Watching Sun Jihai at Manchester City
The Dais interest in football is reported to have blossomed years earlier when Dai Xiuli lived in England.
Her love of the game is reported to have swelled watching Chinese defender Sun Jihai play for Manchester City in the early 2000s.
By 2007 the Dais had taken over Chinese club Shaanxi Chanba, relocating it first to Guizhou in 2012 and then to Beijing in 2016.
Sun Jihai even signed for the club – renamed Beijing Renhe – towards the end of his playing career. But by 2021 Beijing Renhe had been entirely dissolved as a business.
The Dais had already turned their attention to English football.
In 2017, they made a failed attempt to buy Hull City. The Reading takeover was completed in May of that year.
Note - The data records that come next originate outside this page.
//! # Policy Library & Regulatory Feed Log
//!
//! The library starts with eight reference documents and grows through
//! uploads; reviewers move documents between `reviewed`, `pending_review`
//! and `flagged`. The feed log holds items pulled from regulator feeds.

use axum::extract::rejection::JsonRejection;
use axum::extract::{Path, Query, State};
use axum::routing::{get, post, put};
use axum::{Json, Router};
use rand::Rng;
use saro_core::{minutes_after, minutes_before, round_to, uniform, IdPrefix, RecordId};
use saro_rules::policy_library::{self, ReviewStatus, SAMPLE_FEEDS, SAMPLE_POLICIES};
use serde::Deserialize;
use serde_json::{json, Value};
use utoipa::ToSchema;

use crate::error::AppError;
use crate::extractors::extract_json;
use crate::routes::{all, matches_filter, JurisdictionQuery};
use crate::state::{AppState, FeedRecord, PolicyRecord};

// ---------------------------------------------------------------------------
// DTOs
// ---------------------------------------------------------------------------

#[derive(Debug, Deserialize)]
pub struct PolicyQuery {
    #[serde(default = "all")]
    pub jurisdiction: String,
    #[serde(default = "all")]
    pub status: String,
}

/// A policy document uploaded by a user.
#[derive(Debug, Default, Deserialize, ToSchema)]
pub struct UploadPolicyRequest {
    #[serde(default)]
    pub title: Option<String>,
    #[serde(default)]
    pub content: Option<String>,
    #[serde(default)]
    pub jurisdiction: Option<String>,
    #[serde(default)]
    pub regulation: Option<String>,
    #[serde(default)]
    pub doc_type: Option<String>,
}

#[derive(Debug, Default, Deserialize, ToSchema)]
pub struct ReviewRequest {
    #[serde(default)]
    pub status: Option<String>,
    #[serde(default)]
    pub notes: Option<String>,
}

// ---------------------------------------------------------------------------
// Router
// ---------------------------------------------------------------------------

/// Build the policy library router.
pub fn router() -> Router<AppState> {
    Router::new()
        .route("/api/v1/policies", get(list_policies))
        .route("/api/v1/policies/upload", post(upload_policy))
        .route("/api/v1/policies/{id}/review", put(review_policy))
        .route("/api/v1/feed-log", get(feed_log))
        .route("/api/v1/feed-log/{id}/approve", post(approve_feed))
}

fn seed(state: &AppState) {
    let now = saro_core::now();
    state.policies.ensure_seeded(|| {
        state.with_rng(|rng| {
            SAMPLE_POLICIES
                .iter()
                .map(|s| {
                    let policy_id = RecordId::generate(IdPrefix::Policy).into_string();
                    let record = PolicyRecord {
                        policy_id: policy_id.clone(),
                        title: s.title.to_string(),
                        source: s.source.to_string(),
                        jurisdiction: s.jurisdiction.to_string(),
                        regulation: s.regulation.to_string(),
                        doc_type: s.doc_type.to_string(),
                        risk_score: s.risk_score,
                        risk_tags: Vec::new(),
                        entities: vec![
                            "AI System".to_string(),
                            s.regulation.to_string(),
                            s.jurisdiction.to_string(),
                        ],
                        status: s.status,
                        word_count: rng.gen_range(800..=8000),
                        content_preview: None,
                        ingested_at: now - chrono::Duration::days(rng.gen_range(1..=30)),
                        reviewed_at: None,
                        reviewer_notes: None,
                    };
                    (policy_id, record)
                })
                .collect()
        })
    });
    state.feeds.ensure_seeded(|| {
        state.with_rng(|rng| {
            SAMPLE_FEEDS
                .iter()
                .map(|f| {
                    let feed_id = RecordId::generate(IdPrefix::Feed).into_string();
                    let record = FeedRecord {
                        feed_id: feed_id.clone(),
                        feed: f.feed.to_string(),
                        jurisdiction: f.jurisdiction.to_string(),
                        regulation: f.regulation.to_string(),
                        headline: f.headline.to_string(),
                        status: f.status,
                        is_new: f.is_new,
                        impact: f.impact,
                        fetched_at: now - chrono::Duration::hours(rng.gen_range(1..=48)),
                        risk_score: round_to(uniform(rng, 0.5, 0.95), 2),
                        approved_at: None,
                    };
                    (feed_id, record)
                })
                .collect()
        })
    });
}

// ---------------------------------------------------------------------------
// Handlers
// ---------------------------------------------------------------------------

/// GET /api/v1/policies - Library documents filtered by jurisdiction and status.
async fn list_policies(State(state): State<AppState>, Query(query): Query<PolicyQuery>) -> Json<Value> {
    seed(&state);
    let policies: Vec<PolicyRecord> = state
        .policies
        .list()
        .into_iter()
        .filter(|p| matches_filter(&query.jurisdiction, &p.jurisdiction))
        .filter(|p| matches_filter(&query.status, p.status.as_str()))
        .collect();
    Json(json!({ "total": policies.len(), "policies": policies }))
}

/// POST /api/v1/policies/upload - Add a user document to the library.
#[utoipa::path(
    post,
    path = "/api/v1/policies/upload",
    request_body = UploadPolicyRequest,
    responses(
        (status = 200, description = "Policy scored and queued for review", body = PolicyRecord),
    ),
    tag = "policies"
)]
pub(crate) async fn upload_policy(
    State(state): State<AppState>,
    body: Result<Json<UploadPolicyRequest>, JsonRejection>,
) -> Result<Json<PolicyRecord>, AppError> {
    let req = extract_json(body)?;
    seed(&state);

    let content = req.content.unwrap_or_default();
    let jurisdiction = req.jurisdiction.unwrap_or_else(|| "EU".to_string());
    let regulation = req.regulation.unwrap_or_else(|| "General".to_string());
    let score = state.with_rng(|rng| policy_library::score_upload(rng, &content));

    let policy_id = RecordId::generate(IdPrefix::Policy).into_string();
    let record = PolicyRecord {
        policy_id: policy_id.clone(),
        title: req.title.unwrap_or_else(|| "Uploaded Policy".to_string()),
        source: "User Upload".to_string(),
        entities: vec!["AI System".to_string(), jurisdiction.clone(), regulation.clone()],
        jurisdiction,
        regulation,
        doc_type: req.doc_type.unwrap_or_else(|| "policy".to_string()),
        risk_score: score.risk_score,
        risk_tags: score.risk_tags,
        status: ReviewStatus::PendingReview,
        word_count: score.word_count,
        content_preview: Some(score.content_preview),
        ingested_at: saro_core::now(),
        reviewed_at: None,
        reviewer_notes: None,
    };
    state.policies.insert(policy_id.clone(), record.clone());
    tracing::info!(policy_id = %policy_id, risk_score = record.risk_score, "policy uploaded");
    Ok(Json(record))
}

/// PUT /api/v1/policies/{id}/review - Record a review decision.
async fn review_policy(
    State(state): State<AppState>,
    Path(id): Path<String>,
    body: Result<Json<ReviewRequest>, JsonRejection>,
) -> Result<Json<PolicyRecord>, AppError> {
    let req = extract_json(body)?;
    seed(&state);

    let requested = req.status.unwrap_or_else(|| ReviewStatus::Reviewed.as_str().to_string());
    let status = ReviewStatus::parse(&requested).ok_or_else(|| {
        AppError::Validation(format!(
            "status must be one of reviewed, pending_review, flagged (got '{requested}')"
        ))
    })?;
    let notes = req.notes.unwrap_or_default();

    let updated = state
        .policies
        .update(&id, |p| {
            p.status = status;
            p.reviewed_at = Some(saro_core::now());
            p.reviewer_notes = Some(notes);
        })
        .ok_or_else(|| AppError::not_found("Policy"))?;
    tracing::info!(policy_id = %id, status = status.as_str(), "policy reviewed");
    Ok(Json(updated))
}

/// GET /api/v1/feed-log - Regulatory feed items and polling schedule.
async fn feed_log(State(state): State<AppState>, Query(query): Query<JurisdictionQuery>) -> Json<Value> {
    seed(&state);
    let now = saro_core::now();
    let feeds: Vec<FeedRecord> = state
        .feeds
        .list()
        .into_iter()
        .filter(|f| matches_filter(&query.jurisdiction, &f.jurisdiction))
        .collect();
    let new_count = feeds.iter().filter(|f| f.is_new).count();
    Json(json!({
        "total": feeds.len(),
        "new_count": new_count,
        "feeds": feeds,
        "last_polled": minutes_before(now, 12),
        "next_poll": minutes_after(now, 48),
    }))
}

/// POST /api/v1/feed-log/{id}/approve - Mark a feed item reviewed.
async fn approve_feed(State(state): State<AppState>, Path(id): Path<String>) -> Result<Json<Value>, AppError> {
    seed(&state);
    state
        .feeds
        .update(&id, |f| {
            f.status = ReviewStatus::Reviewed;
            f.is_new = false;
            f.approved_at = Some(saro_core::now());
        })
        .ok_or_else(|| AppError::not_found("Feed item"))?;
    tracing::info!(feed_id = %id, "feed item approved");
    Ok(Json(json!({ "approved": true, "feed_id": id })))
}
//! # Standards-Aligned Audit Reports
//!
//! Maps audit findings onto EU AI Act, NIST AI RMF or ISO 42001 controls
//! and stores the resulting report under an `RPT-` id.

use axum::extract::rejection::JsonRejection;
use axum::extract::{Path, State};
use axum::routing::{get, post};
use axum::{Json, Router};
use saro_core::{IdPrefix, RecordId};
use saro_rules::{AuditReport, ReportRequest};
use serde_json::{json, Value};

use crate::error::AppError;
use crate::extractors::extract_json;
use crate::state::AppState;

/// Build the audit reports router.
pub fn router() -> Router<AppState> {
    Router::new()
        .route("/api/v1/audit-reports/generate", post(generate_audit_report))
        .route("/api/v1/audit-reports", get(list_audit_reports))
        .route("/api/v1/audit-reports/{id}", get(get_audit_report))
}

/// POST /api/v1/audit-reports/generate - Generate a standards-aligned report.
async fn generate_audit_report(
    State(state): State<AppState>,
    body: Result<Json<ReportRequest>, JsonRejection>,
) -> Result<Json<AuditReport>, AppError> {
    let req = extract_json(body)?;
    let report_id = RecordId::generate(IdPrefix::Report).into_string();
    let report = state.with_rng(|rng| saro_rules::generate_report(rng, saro_core::now(), &report_id, &req));

    state.reports.insert(report_id.clone(), report.clone());
    tracing::info!(
        report_id = %report_id,
        standard = report.standard.as_str(),
        gaps = report.gaps_identified,
        "audit report generated"
    );
    Ok(Json(report))
}

/// GET /api/v1/audit-reports - Every generated report.
async fn list_audit_reports(State(state): State<AppState>) -> Json<Value> {
    let reports = state.reports.list();
    Json(json!({ "total": reports.len(), "reports": reports }))
}

/// GET /api/v1/audit-reports/{id} - Fetch a report.
async fn get_audit_report(
    State(state): State<AppState>,
    Path(id): Path<String>,
) -> Result<Json<AuditReport>, AppError> {
    state
        .reports
        .get(&id)
        .map(Json)
        .ok_or_else(|| AppError::not_found("Report"))
}

#[cfg(test)]
mod tests {
    use super::*;
    use crate::routes::test_util::{get_json, post_json};
    use axum::http::StatusCode;

    fn app(state: &AppState) -> Router {
        router().with_state(state.clone())
    }

    #[tokio::test]
    async fn default_report_uses_default_findings() {
        let state = AppState::new();
        let (status, report) = post_json(app(&state), "/api/v1/audit-reports/generate", json!({})).await;
        assert_eq!(status, StatusCode::OK);
        assert_eq!(report["standard"], "EU AI Act");
        assert_eq!(report["model_name"], "unnamed-model");
        assert_eq!(report["executive_summary"]["total_findings"], 3);
        assert_eq!(report["evidence_chain"].as_array().unwrap().len(), 4);

        let id = report["report_id"].as_str().unwrap();
        let (status, fetched) = get_json(app(&state), &format!("/api/v1/audit-reports/{id}")).await;
        assert_eq!(status, StatusCode::OK);
        assert_eq!(fetched["report_id"], id);

        let (_, list) = get_json(app(&state), "/api/v1/audit-reports").await;
        assert_eq!(list["total"], 1);
    }

    #[tokio::test]
    async fn audit_result_overrides_defaults() {
        let state = AppState::new();
        let (_, report) = post_json(
            app(&state),
            "/api/v1/audit-reports/generate",
            json!({
                "standard": "NIST AI RMF",
                "audit_result": {
                    "model_name": "HRScreener",
                    "compliance_score": 0.6,
                    "findings": [
                        { "category": "Bias", "finding": "Gender skew", "severity": "critical" }
                    ],
                },
            }),
        )
        .await;
        assert_eq!(report["standard"], "NIST AI RMF");
        assert_eq!(report["model_name"], "HRScreener");
        assert_eq!(report["executive_summary"]["critical"], 1);
        assert_eq!(report["ready_for_submission"], false);
    }

    #[tokio::test]
    async fn unknown_report_is_404() {
        let state = AppState::new();
        let (status, body) = get_json(app(&state), "/api/v1/audit-reports/RPT-NOPE").await;
        assert_eq!(status, StatusCode::NOT_FOUND);
        assert_eq!(body["error"], "Report not found");
    }
}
“One of my first priorities will be to visit the development site for the new training ground,” Dai Yongge told the club website back then.
“We also intend to revisit stadium extension plans with the vision of creating world-class facilities at the club.”
However, their six-year stewardship has been an “unmitigated disaster”, according to Reading fans group Sell Before We Dai.
The campaign group cites the club’s “excruciating financial losses” – £146m in the five years to June 2022, according to Companies House – as well as the English Football League charges.
Reading have issued £82m worth of shares since the 55-year-old tycoon took control of the club, according to Companies House.
After last season’s relegation to English football’s third tier, Royals chief executive Dayong Pang told fans he was “confident” the club would “fully correct the mistakes that were made many years ago”.
In a statement, he added: “As a club, financially we continue to face a number of significant challenges and our owner, Mr Dai, is working very hard to resolve those issues to ensure the future of Reading Football Club is stable, successful, progressive and positive.”
The BBC has contacted Reading and their owner Dai Yongge for comment, but they are yet to respond.